I've found OSS excellent out of the box, I guess it depends on your hardware though. I tried some of these settings, but the only one that made a noticeable difference for me was:

```
hw.snd.vpc_0db=100
```
which isn't in your list. This gives a lot more room for attenuation control, and matched my powered speakers well.


----------



## Yelphos (Jan 29, 2019)

I am not convinced from OSS, it produces an nice feeling the way it is made. I also pay attention to psychic aspects when using this. I have not much clue about this because i am new to FreeBSD but this needs to be better with same feeling.

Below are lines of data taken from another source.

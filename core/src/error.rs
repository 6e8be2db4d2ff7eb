//! Error types shared by every sluice crate.

/// Out of memory error.
#[derive(Clone, Copy, Debug, PartialEq, Eq, Fail)]
pub enum OutOfMemory {
    /// Host memory exhausted.
    #[fail(display = "Out of host memory")]
    Host,

    /// Device memory exhausted.
    #[fail(display = "Out of device memory")]
    Device,
}

/// Error that can be returned by some functions
/// indicating that logical device is lost.
/// Methods on objects created from the device will likely result in this error again.
/// Once lost the device never recovers, user should free all objects created from it.
#[derive(Clone, Copy, Debug, PartialEq, Eq, Fail)]
#[fail(display = "Device lost. Re-initialization required")]
pub struct DeviceLost;

/// External handle doesn't refer to a valid synchronization object
/// or has the wrong kind for the operation.
#[derive(Clone, Copy, Debug, PartialEq, Eq, Fail)]
#[fail(display = "Invalid external handle")]
pub struct InvalidExternalHandle;

/// Error that can occur when work is submitted to a queue.
#[derive(Clone, Copy, Debug, PartialEq, Eq, Fail)]
pub enum SubmitError {
    /// Submission could not be accepted. Nothing was enqueued.
    #[fail(display = "{}", _0)]
    OutOfMemory(OutOfMemory),

    /// Device is lost.
    #[fail(display = "{}", _0)]
    DeviceLost(DeviceLost),
}

impl From<OutOfMemory> for SubmitError {
    fn from(error: OutOfMemory) -> Self {
        SubmitError::OutOfMemory(error)
    }
}

impl From<DeviceLost> for SubmitError {
    fn from(error: DeviceLost) -> Self {
        SubmitError::DeviceLost(error)
    }
}

/// Error that can occur when synchronization object is imported or exported.
#[derive(Clone, Copy, Debug, PartialEq, Eq, Fail)]
pub enum ExternalError {
    /// Handle is not valid for the operation.
    #[fail(display = "{}", _0)]
    InvalidExternalHandle(InvalidExternalHandle),

    /// Failed to allocate resources for the imported object.
    #[fail(display = "{}", _0)]
    OutOfMemory(OutOfMemory),

    /// Device is lost.
    #[fail(display = "{}", _0)]
    DeviceLost(DeviceLost),
}

impl From<InvalidExternalHandle> for ExternalError {
    fn from(error: InvalidExternalHandle) -> Self {
        ExternalError::InvalidExternalHandle(error)
    }
}

impl From<OutOfMemory> for ExternalError {
    fn from(error: OutOfMemory) -> Self {
        ExternalError::OutOfMemory(error)
    }
}

impl From<DeviceLost> for ExternalError {
    fn from(error: DeviceLost) -> Self {
        ExternalError::DeviceLost(error)
    }
}

impl From<SubmitError> for ExternalError {
    fn from(error: SubmitError) -> Self {
        match error {
            SubmitError::OutOfMemory(error) => ExternalError::OutOfMemory(error),
            SubmitError::DeviceLost(error) => ExternalError::DeviceLost(error),
        }
    }
}

#[cfg(test)]
mod tests {
    use super::*;

    #[test]
    fn device_lost_message() {
        assert_eq!(
            SubmitError::from(DeviceLost).to_string(),
            "Device lost. Re-initialization required"
        );
    }

    #[test]
    fn submit_error_converts_into_external() {
        let error: ExternalError = SubmitError::from(OutOfMemory::Host).into();
        assert_eq!(error, ExternalError::OutOfMemory(OutOfMemory::Host));
    }
}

OSS doesn't use any sound-hardware, it does anything via cpu and bypasses all processing that should be within the soundcard. That's an dissapointment, at least you can have high quality sound with some different settings like within this guide.


----------



## shkhln (Jan 29, 2019)

Yelphos said:


> I have not much clue



You still have to explain the contradiction with your previous statement and amend the PR you have filled, which explicitly states you are experiencing stuttering with 192 KHz setting.


----------



## sidetone (Feb 7, 2019)

Yelphos said:


> dev.pcm.0.play.vchanrate=192000


This is good if you're playing FLAC24 or 24bit WAV files. My computer leaves this at its original setting, when I try to change it. Perhaps my soundcard max setting is 16bit PCM, so isn't made for PCM at 24 bit. My old motherboard had it, but it failed a year ago.

I used some settings from above.


----------



## Yelphos (Feb 7, 2019)

This hurts reading something like this, even with low quality sound-files you will notice much difference. The sound-equipment is also not that expensive anymore these days. Especially for gaming and video you need settings like this. I did test such things over many years. This makes a lot of difference. Headphones 100-200€ and soundcard less then 100€. I was glad that i finally found these settings for my soundcard, it sounds like on windows with best settings. I do always use good equipment for quality-sound, i was disappointed by freebsd at the beginning with sound.


----------



## olli@ (Feb 7, 2019)

Audio works perfectly fine for me out of the box, using it for playing mp3 files and watching movies (I don't play games). I did not change any settings except `hw.snd.default_unit` to switch between HDMI, headphone and line-out (connected to a nice 2.1 system by Philips). For volume control I use the standard mixer(8) CLI tool and `xmixer` (Port audio/xmixer) for X11.


----------



## shkhln (Feb 7, 2019)

Please note, OP is a troll, so their statements won't make any sense anytime soon. There is nothing wrong with default OSS settings.


----------



## aragats (Feb 7, 2019)

shkhln said:


> There is nothing wrong with default OSS settings.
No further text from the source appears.